Tucker walked up behind a girl named Kellie and tapped her on her shoulder. "Excuse me." He said.

Kellie turned around. She had just been ranting to her friends about how Neji calls Hinata 'Lady Hinata,' and how much that pisses her off. Oh, great. Just what I need. I'm already having enough of a bad day since my mom is making me eat all those carrots. ((A/n Don't ask.)) And now this loser is gonna say some cheesy line to ask me out. "What?" She hissed, trying to scare him off.

It didn't work.

"Hi, I'm Tucker Foley." Kellie started growling. He didn't notice. "Did it hurt when you fell from heaven?"

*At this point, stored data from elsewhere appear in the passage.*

//! Regression test parameters and operations

use crate::error::{TestError, TestResult};
use crate::{golden_dir, regout_dir};
use quadpix_core::Pix;
use quadpix_io::ImageFormat;
use std::fs;
use std::path::Path;

/// Regression test mode
#[derive(Debug, Clone, Copy, PartialEq, Eq, Default)]
pub enum RegTestMode {
    /// Generate golden files
    Generate,
    /// Compare with golden files (default)
    #[default]
    Compare,
    /// Display mode - run without comparison
    Display,
}

impl RegTestMode {
    /// Parse mode from the `REGTEST_MODE` environment variable
    pub fn from_env() -> Self {
        Self::parse(&std::env::var("REGTEST_MODE").unwrap_or_default())
    }

    /// Parse mode from a string; anything unrecognized means compare
    pub fn parse(value: &str) -> Self {
        match value.to_lowercase().as_str() {
            "generate" => Self::Generate,
            "display" => Self::Display,
            _ => Self::Compare,
        }
    }
}

/// Regression test parameters
///
/// This structure tracks the state of a regression test, including
/// the test name, current index, mode, and success status.
pub struct RegParams {
    /// Name of the test (e.g., "partition")
    pub test_name: String,
    /// Current test index (incremented before each check)
    index: usize,
    /// Test mode (generate, compare, or display)
    pub mode: RegTestMode,
    /// Overall success status
    success: bool,
    /// Recorded failures
    failures: Vec<String>,
}

impl RegParams {
    /// Create new regression test parameters
    ///
    /// The mode comes from the `REGTEST_MODE` environment variable.
    pub fn new(test_name: &str) -> Self {
        let mode = RegTestMode::from_env();

        let _ = fs::create_dir_all(golden_dir());
        let _ = fs::create_dir_all(regout_dir());

        eprintln!();
        eprintln!("////////////////////////////////////////////////");
        eprintln!("////////////////   {}_reg   ///////////////", test_name);
        eprintln!("////////////////////////////////////////////////");
        eprintln!("Mode: {:?}", mode);

        Self {
            test_name: test_name.to_string(),
            index: 0,
            mode,
            success: true,
            failures: Vec::new(),
        }
    }

    /// Get the current test index
    pub fn index(&self) -> usize {
        self.index
    }

    /// Check if in display mode
    pub fn display(&self) -> bool {
        self.mode == RegTestMode::Display
    }

    fn fail(&mut self, msg: String) {
        eprintln!("{}", msg);
        self.failures.push(msg);
        self.success = false;
    }

    /// Compare two floating-point values
    ///
    /// Returns `true` if `|expected - actual| <= delta`.
    pub fn compare_values(&mut self, expected: f64, actual: f64, delta: f64) -> bool {
        self.index += 1;
        let diff = (expected - actual).abs();

        if diff > delta {
            self.fail(format!(
                "Failure in {}_reg: value comparison for index {}\n\
                 difference = {} but allowed delta = {}\n\
                 expected = {}, actual = {}",
                self.test_name, self.index, diff, delta, expected, actual
            ));
            false
        } else {
            true
        }
    }

    /// Compare two images for exact equality
    pub fn compare_pix(&mut self, pix1: &Pix, pix2: &Pix) -> bool {
        self.index += 1;

        if !pix1.sizes_equal(pix2) {
            self.fail(format!(
                "Failure in {}_reg: pix comparison for index {} - dimension mismatch \
                 ({}x{} vs {}x{})",
                self.test_name,
                self.index,
                pix1.width(),
                pix1.height(),
                pix2.width(),
                pix2.height()
            ));
            return false;
        }

        if let Some(pos) = first_difference(pix1, pix2) {
            let width = pix1.width() as usize;
            self.fail(format!(
                "Failure in {}_reg: pix comparison for index {} - pixel mismatch at ({}, {})",
                self.test_name,
                self.index,
                pos % width,
                pos / width
            ));
            return false;
        }

        true
    }

    /// Compare two byte arrays
    pub fn compare_strings(&mut self, data1: &[u8], data2: &[u8]) -> bool {
        self.index += 1;

        if data1 != data2 {
            self.fail(format!(
                "Failure in {}_reg: string comparison for index {}\n\
                 sizes: {} vs {}",
                self.test_name,
                self.index,
                data1.len(),
                data2.len()
            ));
            false
        } else {
            true
        }
    }

    /// Write a Pix to file and check against its golden file
    pub fn write_pix_and_check(&mut self, pix: &Pix, format: ImageFormat) -> TestResult<()> {
        self.index += 1;

        let local_path = format!(
            "{}/{}.{:02}.{}",
            regout_dir(),
            self.test_name,
            self.index,
            format.extension()
        );

        quadpix_io::write_image(pix, &local_path, format).map_err(|e| TestError::ImageWrite {
            path: local_path.clone(),
            message: e.to_string(),
        })?;

        self.check_file(&local_path)
    }

    /// Write data to file and check against its golden file
    pub fn write_data_and_check(&mut self, data: &[u8], ext: &str) -> TestResult<()> {
        self.index += 1;

        let local_path = format!(
            "{}/{}.{:02}.{}",
            regout_dir(),
            self.test_name,
            self.index,
            ext
        );

        fs::write(&local_path, data)?;
        self.check_file(&local_path)
    }

    /// Check a file against its golden counterpart
    ///
    /// In generate mode, copies the file to golden. In compare mode,
    /// compares with the golden file; a missing golden file is created
    /// from the local output. In display mode, does nothing.
    fn check_file(&mut self, local_path: &str) -> TestResult<()> {
        let ext = Path::new(local_path)
            .extension()
            .and_then(|e| e.to_str())
            .unwrap_or("");

        let golden_path = format!(
            "{}/{}_golden.{:02}.{}",
            golden_dir(),
            self.test_name,
            self.index,
            ext
        );

        match self.mode {
            RegTestMode::Generate => {
                fs::copy(local_path, &golden_path)?;
                eprintln!("Generated: {}", golden_path);
            }
            RegTestMode::Compare => {
                if !Path::new(&golden_path).exists() {
                    fs::copy(local_path, &golden_path)?;
                    eprintln!("Golden file missing, generated: {}", golden_path);
                    return Ok(());
                }

                let local_data = fs::read(local_path)?;
                let golden_data = fs::read(&golden_path)?;

                // Headers may differ in comments; fall back to pixel comparison
                if local_data != golden_data && !self.compare_image_files(local_path, &golden_path)
                {
                    let msg = format!(
                        "Failure in {}_reg, index {}: comparing {} with {}",
                        self.test_name, self.index, local_path, golden_path
                    );
                    self.fail(msg);
                }
            }
            RegTestMode::Display => {}
        }

        Ok(())
    }

    /// Compare two image files pixel-by-pixel
    fn compare_image_files(&self, path1: &str, path2: &str) -> bool {
        let (Ok(pix1), Ok(pix2)) = (
            quadpix_io::read_image(path1),
            quadpix_io::read_image(path2),
        ) else {
            return false;
        };
        pix1.sizes_equal(&pix2) && first_difference(&pix1, &pix2).is_none()
    }

    /// Clean up and report results
    ///
    /// Returns `true` if all checks passed.
    pub fn cleanup(self) -> bool {
        if self.success {
            eprintln!("SUCCESS: {}_reg", self.test_name);
        } else {
            eprintln!("FAILURE: {}_reg", self.test_name);
            for failure in &self.failures {
                eprintln!("  {}", failure);
            }
        }
        eprintln!();

        self.success
    }

    /// Check if all checks have passed so far
    pub fn is_success(&self) -> bool {
        self.success
    }

    /// Get list of failures
    pub fn failures(&self) -> &[String] {
        &self.failures
    }
}

/// Index of the first differing sample of two same-sized images
fn first_difference(pix1: &Pix, pix2: &Pix) -> Option<usize> {
    pix1.data()
        .iter()
        .zip(pix2.data())
        .position(|(a, b)| a != b)
}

"Leave me alone." Kellie snarled.

Of course he was oblivious. "Would you like to go out sometime?"

Damn this guy's an idiot.

Kellie walked behind him, grabbed the back of his shirt, and dragged him to the nearest garbage can. Opening the lid, she saw there were a few two week old nasty burgers, a piece of moldy cheese, and piles of paper. She smirked. It'll do. She tossed him into it head first. "JUST WHO DO YOU THINK I AM!" Kellie screeched. "GO FIND SOME DAMNED WHORE TO FLIRT WITH! IN FACT," Kellie grabbed Paulina and put her next to the garbage can. "HERE'S ONE! TRY YOUR LUCK ON HER!" Kellie then flipped him off and stomped away.

-- END FLASHBACK --

"Besides, Tuck: We get to skip one of Lancer's tests for this." Danny encouraged. The three were riding in a limo to pick up Kagome. It was 9 am. The plane would land at ten.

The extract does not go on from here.